Picturing PA highlights moments in Pennsylvania history through photographs in the extensive collections of the Pennsylvania State Archives.

Peering northwest at the Lehigh Valley Railroad and surrounding farmland from Wyalusing Rocks, several hundred feet above the Susquehanna River in Bradford County, these four observers are likely Federal Writers’ Project field workers.

A spectacular lookout first revered by the region’s native inhabitants, Wyalusing Rocks is an outcropping of red sandstone located along the Warrior’s Path, a historic corridor extending between New York and the Carolinas, once traveled by members of the Iroquois Six Nations as well as those who sought to decimate them.

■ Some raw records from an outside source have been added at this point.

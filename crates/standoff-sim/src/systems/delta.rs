//! Per-recipient delta assembly (§4.12): fog-filtered, diffed against each
//! player's own previously-sent snapshot so an unchanged entity costs
//! nothing on the wire.
//!
//! Diffing compares serialized JSON values rather than requiring every
//! entity type to implement `PartialEq` — cheap enough at this scale and
//! one less trait bound to thread through `standoff-core`.

use std::collections::{HashMap, HashSet};
use std::hash::{Hash, Hasher};

use serde_json::Value;

use standoff_core::constants::LAUNCH_DETECTION_JITTER_DEG;
use standoff_core::events::SimEvent;
use standoff_core::state::{GameDelta, GameSession};
use standoff_core::types::GeoPos;

use super::fog;

#[derive(Debug, Default)]
pub struct DeltaCache {
    buildings: HashMap<String, HashMap<String, Value>>,
    missiles: HashMap<String, HashMap<String, Value>>,
    satellites: HashMap<String, HashMap<String, Value>>,
}

impl DeltaCache {
    pub fn new() -> Self {
        Self::default()
    }

    /// Drop all cached state for a player who has left the session.
    pub fn forget_player(&mut self, player_id: &str) {
        self.buildings.remove(player_id);
        self.missiles.remove(player_id);
        self.satellites.remove(player_id);
    }
}

/// A deterministic, id-derived jitter applied to a launch position reported
/// to a recipient with no track on the missile yet — stable across ticks so
/// the coarse marker doesn't visibly teleport (§4.8).
fn jittered_geo(missile_id: &str, geo: GeoPos) -> GeoPos {
    let mut hasher = std::collections::hash_map::DefaultHasher::new();
    missile_id.hash(&mut hasher);
    let hash = hasher.finish();
    let unit = |bits: u64| (bits & 0xFFFF) as f64 / 0xFFFF as f64 - 0.5;
    let lat_jitter = unit(hash) * LAUNCH_DETECTION_JITTER_DEG;
    let lon_jitter = unit(hash >> 16) * LAUNCH_DETECTION_JITTER_DEG;
    GeoPos::new(geo.lat + lat_jitter, geo.lon + lon_jitter)
}

/// Build the delta `player_id` should receive for the tick just simulated.
pub fn build_delta(session: &GameSession, player_id: &str, events: &[SimEvent], cache: &mut DeltaCache) -> GameDelta {
    let visibility = fog::visible_for(session, player_id);
    let mut delta = GameDelta::empty(session.clock.tick, session.clock.timestamp_ms);
    delta.events = events
        .iter()
        .map(|event| match event {
            SimEvent::MissileLaunch { missile_id, owner_id, launch_geo, .. }
                if owner_id != player_id && !visibility.missiles.contains(missile_id) =>
            {
                SimEvent::LaunchDetected {
                    missile_id: missile_id.clone(),
                    approximate_geo: jittered_geo(missile_id, *launch_geo),
                }
            }
            other => other.clone(),
        })
        .collect();

    let building_cache = cache.buildings.entry(player_id.to_string()).or_default();
    let mut seen = HashSet::new();
    for id in &visibility.buildings {
        let Some(building) = session.buildings.get(id) else { continue };
        seen.insert(id.clone());
        let value = serde_json::to_value(building).expect("Building serializes");
        if building_cache.get(id) != Some(&value) {
            delta.building_updates.push(building.clone());
            building_cache.insert(id.clone(), value);
        }
    }
    building_cache.retain(|id, _| seen.contains(id));

    let missile_cache = cache.missiles.entry(player_id.to_string()).or_default();
    let mut seen = HashSet::new();
    for id in &visibility.missiles {
        let Some(missile) = session.missiles.get(id) else { continue };
        seen.insert(id.clone());
        let value = serde_json::to_value(missile).expect("Missile serializes");
        if missile_cache.get(id) != Some(&value) {
            delta.missile_updates.push(missile.clone());
            missile_cache.insert(id.clone(), value);
        }
    }
    let removed_missile_ids: Vec<String> =
        missile_cache.keys().filter(|id| !seen.contains(*id)).cloned().collect();
    for id in &removed_missile_ids {
        missile_cache.remove(id);
    }
    delta.removed_missile_ids = removed_missile_ids;

    // Satellites are never fog-gated (§4.8): every recipient sees every one.
    let satellite_cache = cache.satellites.entry(player_id.to_string()).or_default();
    let mut seen = HashSet::new();
    for (id, satellite) in &session.satellites {
        seen.insert(id.clone());
        let value = serde_json::to_value(satellite).expect("Satellite serializes");
        if satellite_cache.get(id) != Some(&value) {
            delta.satellite_updates.push(satellite.clone());
            satellite_cache.insert(id.clone(), value);
        }
    }
    let removed_satellite_ids: Vec<String> =
        satellite_cache.keys().filter(|id| !seen.contains(*id)).cloned().collect();
    for id in &removed_satellite_ids {
        satellite_cache.remove(id);
    }
    delta.removed_satellite_ids = removed_satellite_ids;

    delta
}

This c. 1937 photograph was created for Pennsylvania: A Guide to the Keystone State, which was published in 1940 as part of the American Guide Series, a product of the Works Progress Administration’s Federal Writers’ Project that employed thousands of writers, teachers, historians and artists during the Great Depression. The American Guide Series resulted in publications documenting each of the 48 states.

The 659-page Pennsylvania guide was researched and written by commonwealth residents and was cosponsored by the Department of Public Instruction (now the Department of Education), the Pennsylvania Historical Commission (now the Pennsylvania Historical & Museum Commission) and the University of Pennsylvania. It highlights the commonwealth’s history, culture, industries, and select cities and towns. It also details suggested auto tours of the state and relevant points of interest. Tour 1, which proceeds westward from the Delaware River to near the Ohio border along the path of present-day Route 6 (named one of the most scenic drives in America by National Geographic), features Wyalusing Rocks, situated 13 miles southeast of Towanda, the seat of Bradford County.

More significantly, however, the Writers’ Project in Pennsylvania generated an abundance of research materials chronicling specific regions, counties and ethnic enclaves, many not used in the final book, including this photograph. The Pennsylvania State Archives holds the original working files of the state project, containing photographs, transcripts, manuscripts and maps, which can be found in Record Group 13.108.


Josh Stahlman is an archivist at the Pennsylvania State Archives.